Novi, MI. The Automotive Testing Expo got underway here Tuesday with presentations on various aspects of automotive technology, from tires to fuel injectors. Of course, critical to any automobile is an energy source—and a way to store that energy. If your car is powered electrically, you’ll need a battery, and if it’s powered by gasoline or diesel, you’ll need a fuel tank.
Test of the latter was the topic addressed by Nick Jaksa, managing director, BIA North America. His company builds a multi-axis simulation table that mimics real road conditions so the tank can be evaluated in the lab. In addition to vibration, the 6-DoF table can tilt to simulate lateral acceleration, which otherwise would require a great deal of space in a lab setting.
The system helps evaluate sloshing and vapor pressure control and validate fuel-gauge algorithms. It also pumps fuel from the tank under test to simulate fuel consumption, recovering all fuel used in the test. It complies with the European ATEX directive.
The system includes a controller incorporating modular I/O boards that can communicate via CAN, LIN, and FlexRay. Jaksa said similar turnkey systems can serve agricultural, aerospace, marine, and rail applications.
Precision battery test was the topic of Alvaro Masias, a research engineer at Ford Motor Co. Batteries, he said, are an important part of increasingly electrified vehicles—including cars with start-stop capability, mild-hybrid vehicles, and strong-hybrid and plug-in electric vehicles. Vehicle batteries, he said, have evolved from lead-acid through NiMH and on to Li-ion, which is the battery technology of choice today.
Batteries for consumer products, Masias said, typically operate for about 500 cycles, or one or two years. Vehicle batteries require much longer life. He also said levels of charge depletion affect battery life—a hybrid vehicle battery may often operate in a state between depletion and fully charged, while an all-electric vehicle’s battery may experience more depletion.
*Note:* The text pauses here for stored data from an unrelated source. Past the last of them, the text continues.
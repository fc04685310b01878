use crate::constants;
use std::time::Duration;
use thiserror::Error;
use tracing::warn;

#[derive(Debug, Error, PartialEq, Eq)]
pub enum ConfigError {
    #[error("Please set {0} as an env variable")]
    Missing(&'static str),

    #[error("KEEP_FIRST_N_PAGES must be a positive integer, got {0:?}")]
    InvalidKeepPages(String),
}

/// Which entry point is being configured.
#[derive(Debug, Clone, Copy, PartialEq, Eq)]
pub enum Task {
    DeleteSkipped,
    DeleteNonProduction,
}

#[derive(Debug, Clone, PartialEq, Eq)]
pub enum Mode {
    /// Delete deployments whose build was skipped.
    Skipped,
    /// Delete everything except the live deployment, leaving the newest
    /// `keep_first_n_pages` pages untouched.
    NonProduction { keep_first_n_pages: u32 },
}

#[derive(Debug, Clone)]
pub struct Config {
    /// API token, or the global API key when `auth_email` is set.
    pub api_token: String,
    pub auth_email: Option<String>,
    pub account_id: String,
    pub project_name: String,
    pub api_base_url: String,
    pub max_deletes: u32,
    pub mode: Mode,
    pub delete_throttle: Duration,
    pub page_throttle: Duration,
}

impl Config {
    pub fn from_env(task: Task) -> Result<Self, ConfigError> {
        Self::from_lookup(task, |key| std::env::var(key).ok())
    }

    /// Builds the configuration from an arbitrary variable source. Empty
    /// values are treated as unset.
    pub fn from_lookup<F>(task: Task, lookup: F) -> Result<Self, ConfigError>
    where
        F: Fn(&str) -> Option<String>,
    {
        let get = |key: &str| lookup(key).filter(|v| !v.trim().is_empty());

        let api_token = get(constants::ENV_API_TOKEN)
            .ok_or(ConfigError::Missing(constants::ENV_API_TOKEN))?;
        let account_id = get(constants::ENV_ACCOUNT_ID)
            .ok_or(ConfigError::Missing(constants::ENV_ACCOUNT_ID))?;
        let project_name = get(constants::ENV_PROJECT_NAME)
            .ok_or(ConfigError::Missing(constants::ENV_PROJECT_NAME))?;

        let mode = match task {
            Task::DeleteSkipped => Mode::Skipped,
            Task::DeleteNonProduction => Mode::NonProduction {
                keep_first_n_pages: parse_keep_pages(get(constants::ENV_KEEP_FIRST_N_PAGES))?,
            },
        };

        let api_base_url = get(constants::ENV_API_BASE_URL)
            .map(|url| url.trim_end_matches('/').to_string())
            .unwrap_or_else(|| constants::DEFAULT_API_BASE_URL.into());

        Ok(Self {
            api_token,
            auth_email: get(constants::ENV_AUTH_EMAIL),
            account_id,
            project_name,
            api_base_url,
            max_deletes: parse_max_deletes(get(constants::ENV_MAX_DELETES)),
            mode,
            delete_throttle: constants::DELETE_THROTTLE,
            page_throttle: constants::PAGE_THROTTLE,
        })
    }
}

fn parse_max_deletes(raw: Option<String>) -> u32 {
    let Some(raw) = raw else {
        return constants::DEFAULT_MAX_DELETES;
    };

    match leading_integer(&raw) {
        Some(n) => n,
        None => {
            warn!(
                "Ignoring unparseable MAX_DELETES {:?}, using {}",
                raw,
                constants::DEFAULT_MAX_DELETES
            );
            constants::DEFAULT_MAX_DELETES
        }
    }
}

/// Reads an optional sign and the digits that follow, ignoring leading
/// whitespace and any trailing text, so `"5abc"` and `"1.5"` give 5 and 1.
/// Negative values clamp to 0 and oversized ones to `u32::MAX`.
fn leading_integer(raw: &str) -> Option<u32> {
    let raw = raw.trim_start();
    let (negative, rest) = match raw.strip_prefix('-') {
        Some(rest) => (true, rest),
        None => (false, raw.strip_prefix('+').unwrap_or(raw)),
    };

    let end = rest
        .find(|c: char| !c.is_ascii_digit())
        .unwrap_or(rest.len());
    let digits = &rest[..end];
    if digits.is_empty() {
        return None;
    }

    if negative {
        return Some(0);
    }
    Some(digits.parse().unwrap_or(u32::MAX))
}

fn parse_keep_pages(raw: Option<String>) -> Result<u32, ConfigError> {
    let Some(raw) = raw else {
        return Ok(constants::DEFAULT_KEEP_FIRST_N_PAGES);
    };

    match raw.trim().parse::<u32>() {
        Ok(n) if n >= 1 => Ok(n),
        _ => Err(ConfigError::InvalidKeepPages(raw)),
    }
}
In any event, he said, an effective way to test batteries is required to determine how much capacity will remain after 10 or 15 years of operation. An accurate prediction of end-of-service capacity, ha added, can make it unnecessary to build in extra capacity up front.
He explained that designers of computer battery systems can measure decay in units of 500 ppm. What’s required for vehicle batteries, he said, is a 200-A tester that can measure decay at 50 ppm. A research project conducted in conjunction with Sandia National Laboratories and Arbin Instruments, he said, has resulted in a tester that achieves 150 ppm—“We need to walk before we run,” he said—and more work needs to be done. Ford, he concluded, does not want to be in the business of building battery testers, and he expects companies like Arbin to build commercial battery-test products.